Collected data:
BEGIN
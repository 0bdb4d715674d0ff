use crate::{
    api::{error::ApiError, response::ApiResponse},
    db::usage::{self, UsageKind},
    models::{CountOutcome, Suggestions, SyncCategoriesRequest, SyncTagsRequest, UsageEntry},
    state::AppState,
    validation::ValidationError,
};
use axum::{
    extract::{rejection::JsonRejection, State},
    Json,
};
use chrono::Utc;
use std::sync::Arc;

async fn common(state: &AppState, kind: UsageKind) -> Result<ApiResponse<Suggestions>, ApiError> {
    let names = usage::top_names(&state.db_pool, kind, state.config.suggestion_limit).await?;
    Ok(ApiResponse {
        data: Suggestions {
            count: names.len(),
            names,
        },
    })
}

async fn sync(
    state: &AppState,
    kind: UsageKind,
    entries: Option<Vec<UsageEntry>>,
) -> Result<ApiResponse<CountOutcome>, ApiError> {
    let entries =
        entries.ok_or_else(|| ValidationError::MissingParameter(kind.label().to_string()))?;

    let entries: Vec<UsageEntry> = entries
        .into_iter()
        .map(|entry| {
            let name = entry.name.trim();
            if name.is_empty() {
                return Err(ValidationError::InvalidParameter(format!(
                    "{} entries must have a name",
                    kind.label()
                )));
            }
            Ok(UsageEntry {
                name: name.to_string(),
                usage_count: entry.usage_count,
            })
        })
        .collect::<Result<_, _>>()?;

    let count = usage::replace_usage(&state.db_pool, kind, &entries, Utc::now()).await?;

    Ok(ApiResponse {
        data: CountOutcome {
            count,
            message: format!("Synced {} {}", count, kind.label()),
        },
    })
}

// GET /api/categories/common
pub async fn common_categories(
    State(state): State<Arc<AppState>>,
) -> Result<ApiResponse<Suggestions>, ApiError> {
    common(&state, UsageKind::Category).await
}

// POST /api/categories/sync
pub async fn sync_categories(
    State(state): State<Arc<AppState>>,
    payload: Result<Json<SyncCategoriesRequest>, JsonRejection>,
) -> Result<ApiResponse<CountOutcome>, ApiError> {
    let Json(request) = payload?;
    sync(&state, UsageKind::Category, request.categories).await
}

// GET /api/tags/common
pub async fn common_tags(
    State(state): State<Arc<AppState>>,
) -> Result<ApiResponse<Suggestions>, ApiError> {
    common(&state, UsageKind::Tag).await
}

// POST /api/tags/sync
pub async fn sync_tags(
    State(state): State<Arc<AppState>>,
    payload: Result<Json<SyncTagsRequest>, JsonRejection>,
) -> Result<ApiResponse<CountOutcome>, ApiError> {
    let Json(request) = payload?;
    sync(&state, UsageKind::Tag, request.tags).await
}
END
◆ **THE PROBLEM**
After locating the line that contains "async fn common(state: &AppState, kind: UsageKind)", please copy exactly every line from the start of the records through it, and nothing else.

◆ **SOLUTION FOR THIS TASK**
repository 0bdb4d715674d0ff
use crate::{
    api::{error::ApiError, response::ApiResponse},
    db::usage::{self, UsageKind},
    models::{CountOutcome, Suggestions, SyncCategoriesRequest, SyncTagsRequest, UsageEntry},
    state::AppState,
    validation::ValidationError,
};
use axum::{
    extract::{rejection::JsonRejection, State},
    Json,
};
use chrono::Utc;
use std::sync::Arc;

async fn common(state: &AppState, kind: UsageKind) -> Result<ApiResponse<Suggestions>, ApiError> {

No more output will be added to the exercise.